This article was published by the Canada Energy Regulator on March 25, 2020.
As of Friday 20 March 2020, the spot price for West Texas Intermediate (WTI) crude oil decreased by 65 per cent from its price on 6 January 2020. Over the same time period, the price for Western Canadian Select (WCS) crude oil in Alberta fell by 72 per cent from US$40 per barrel (US$/bbl) to US$11/bbl.
In particular, on Monday 9 March 2020, the WTI price fell to US$31/bbl(1); down 25 per cent from the previous Friday. Oil prices have been falling for other benchmark crudes around the world as well. Two major market events are responsible.
Firstly, attempts to contain the COVID-19 virus, including travel restrictions, significantly decreased world crude oil demand since early January. The World Health Organization declared COVID-19 to be a pandemic and markets are expecting oil demand to decrease further.(2)
Secondly, on Friday 6 March 2020 OPEC+ nations did not agree to continue limiting oil production past March 2020. As a result, OPEC countries, including Saudi Arabia and the United Arab Emirates will increase production.
The UAE will increase production by 1 million barrels per day (MMb/d) and raise total production capacity to 5 MMb/d. Saudi Arabia will increase production capacity by 1 MMb/d to a total of 13 MMb/d.
This essentially ends the previous 2.1 MMb/d of OPEC+ production cuts in place since September 2016,(3) and may result in excess world oil supply in the near term. OPEC+ includes major crude oil exporting countries officially included in OPEC, as well as additional large producers who have coordinated with OPEC in the past such as Russia.
So far, this price drop has been sharper in magnitude compared to other declines, but it is not unprecedented. Below are some other historic events with similar price impacts:
- 1990-91 Gulf War: Iraq invaded Kuwait on 2 August 1990, removing 4.3 MMb/d of oil production from the market (approximately 6.5 per cent of global demand at the time(4)) when the United Nations imposed sanctions. This resulted in WTI crude oil increasing by 166 per cent from US$15/bbl in June 1990 to US$41/bbl in October 1990, a period of less than four months. Prices then fell by 58 per cent over the subsequent five months to US$18/bbl in February 1991, after a coalition of forces including Canada, and led by the United States (U.S.), became involved in the Gulf region in mid-October 1990. Oil prices started falling and largely kept falling through the subsequent invasion and war, including a one day decline of 33 per cent on 17 January 1991, as Operation Desert Storm began.

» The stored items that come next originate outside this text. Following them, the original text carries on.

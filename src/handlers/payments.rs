// src/handlers/payments.rs

use axum::{
    extract::{Path, Query, State},
    http::StatusCode,
    response::IntoResponse,
    Json,
};
use chrono::{NaiveDate, Utc};
use serde::Deserialize;
use utoipa::IntoParams;

use crate::{
    common::error::AppError,
    config::AppState,
    middleware::auth::Actor,
    models::{
        finance::ReasonPayload,
        payment::{
            AssignCollectorPayload, BulkPaymentPayload, Collector, DailyBreakdown, Payment, PaymentType,
            RecordPaymentPayload,
        },
    },
};

#[derive(Debug, Default, Deserialize, IntoParams)]
#[into_params(parameter_in = Query)]
#[serde(default, rename_all = "camelCase")]
pub struct PaymentQuery {
    pub payment_type: Option<PaymentType>,
    pub tenant_id: Option<String>,
}

#[derive(Debug, Default, Deserialize, IntoParams)]
#[into_params(parameter_in = Query)]
#[serde(default)]
pub struct DailyQuery {
    /// Dia (`YYYY-MM-DD`); sem ele, hoje
    pub date: Option<NaiveDate>,
}

// GET /api/payments
#[utoipa::path(
    get,
    path = "/api/payments",
    tag = "Payments",
    params(PaymentQuery),
    responses((status = 200, body = Vec<Payment>)),
    security(("api_jwt" = []))
)]
pub async fn list_payments(
    State(app_state): State<AppState>,
    Query(query): Query<PaymentQuery>,
) -> Result<impl IntoResponse, AppError> {
    let payments = app_state
        .payment_service
        .list(query.payment_type, query.tenant_id.as_deref())
        .await?;
    Ok((StatusCode::OK, Json(payments)))
}

// GET /api/payments/{id}
#[utoipa::path(
    get,
    path = "/api/payments/{id}",
    tag = "Payments",
    params(("id" = String, Path)),
    responses((status = 200, body = Payment), (status = 404, description = "Não encontrado")),
    security(("api_jwt" = []))
)]
pub async fn get_payment(
    State(app_state): State<AppState>,
    Path(id): Path<String>,
) -> Result<impl IntoResponse, AppError> {
    let payment = app_state.payment_service.get(&id).await?;
    Ok((StatusCode::OK, Json(payment)))
}

// POST /api/payments
#[utoipa::path(
    post,
    path = "/api/payments",
    tag = "Payments",
    request_body = RecordPaymentPayload,
    responses(
        (status = 201, description = "Pagamento registrado com recibo", body = Payment),
        (status = 400, description = "Valores ou inquilino inválidos")
    ),
    security(("api_jwt" = []))
)]
pub async fn record_payment(
    State(app_state): State<AppState>,
    Actor(actor): Actor,
    Json(payload): Json<RecordPaymentPayload>,
) -> Result<impl IntoResponse, AppError> {
    let payment = app_state.payment_service.record(payload, &actor).await?;
    Ok((StatusCode::CREATED, Json(payment)))
}

// POST /api/payments/bulk
#[utoipa::path(
    post,
    path = "/api/payments/bulk",
    tag = "Payments",
    request_body = BulkPaymentPayload,
    responses((status = 201, body = Vec<Payment>), (status = 400, description = "Linha inválida")),
    security(("api_jwt" = []))
)]
pub async fn record_bulk(
    State(app_state): State<AppState>,
    Actor(actor): Actor,
    Json(payload): Json<BulkPaymentPayload>,
) -> Result<impl IntoResponse, AppError> {
    let payments = app_state.payment_service.record_bulk(payload, &actor).await?;
    Ok((StatusCode::CREATED, Json(payments)))
}

// GET /api/payments/daily
#[utoipa::path(
    get,
    path = "/api/payments/daily",
    tag = "Payments",
    params(DailyQuery),
    responses((status = 200, body = DailyBreakdown)),
    security(("api_jwt" = []))
)]
pub async fn daily_breakdown(
    State(app_state): State<AppState>,
    Query(query): Query<DailyQuery>,
) -> Result<impl IntoResponse, AppError> {
    let day = query.date.unwrap_or_else(|| Utc::now().date_naive());
    let breakdown = app_state.payment_service.daily_breakdown(day).await?;
    Ok((StatusCode::OK, Json(breakdown)))
}

// DELETE /api/payments/{id}
#[utoipa::path(
    delete,
    path = "/api/payments/{id}",
    tag = "Payments",
    params(("id" = String, Path)),
    request_body = ReasonPayload,
    responses((status = 200, body = Payment), (status = 400, description = "Motivo obrigatório")),
    security(("api_jwt" = []))
)]
pub async fn delete_payment(
    State(app_state): State<AppState>,
    Actor(actor): Actor,
    Path(id): Path<String>,
    Json(payload): Json<ReasonPayload>,
) -> Result<impl IntoResponse, AppError> {
    let removed = app_state.payment_service.delete(&id, &payload.reason, &actor).await?;
    Ok((StatusCode::OK, Json(removed)))
}

// GET /api/collectors
#[utoipa::path(
    get,
    path = "/api/collectors",
    tag = "Collectors",
    responses((status = 200, body = Vec<Collector>)),
    security(("api_jwt" = []))
)]
pub async fn list_collectors(State(app_state): State<AppState>) -> Result<impl IntoResponse, AppError> {
    let collectors = app_state.payment_service.list_collectors().await?;
    Ok((StatusCode::OK, Json(collectors)))
}

// PUT /api/collectors/{id}
#[utoipa::path(
    put,
    path = "/api/collectors/{id}",
    tag = "Collectors",
    params(("id" = String, Path, example = "C-002")),
    request_body = AssignCollectorPayload,
    responses(
        (status = 200, description = "Área designada", body = Collector),
        (status = 400, description = "Área obrigatória"),
        (status = 404, description = "Não encontrado")
    ),
    security(("api_jwt" = []))
)]
pub async fn assign_collector(
    State(app_state): State<AppState>,
    Path(id): Path<String>,
    Json(payload): Json<AssignCollectorPayload>,
) -> Result<impl IntoResponse, AppError> {
    let collector = app_state.payment_service.assign_collector(&id, payload).await?;
    Ok((StatusCode::OK, Json(collector)))
}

- Global financial crisis and the Great Recession: From mid-July 2008 until December 2008, WTI fell by 79 per cent from US$145/bbl to US$30/bbl, a period of less than six months. Prior to and during the early stages of the financial crisis, crude oil prices rose rapidly from high world demand and a strong world economy. As the recession spread from the U.S. financial sector to other areas of the world economy, demand for energy—including crude oil—decreased. In the U.S., crude oil consumption fell by 9 per cent from 2007 to 2009, while global crude oil consumption decreased by 1.4 MMb/d, or 1.6 per cent. Crude oil prices began to strengthen again in early 2009, and increased on average each year until 2014.
- 2014 Oil Market Crash: WTI crude oil reached US$106/bbl in June 2014 before falling to US$27/bbl in February 2016, a decrease of about 75 per cent over a period of one year and six months. Oil markets had become significantly oversupplied because of growing U.S. shale oil production, along with an OPEC decision in December 2015 to scrap output limits. From 2008 to 2014, U.S. oil production increased from 5 MMb/d to 8.8 MMb/d. Over this same time period, Canadian crude oil production increased from 2.7 MMb/d to 3.8 MMb/d,(5) also contributing to oversupplied markets. Global crude demand continued to increase each year during this period, but was outpaced by global supply growth.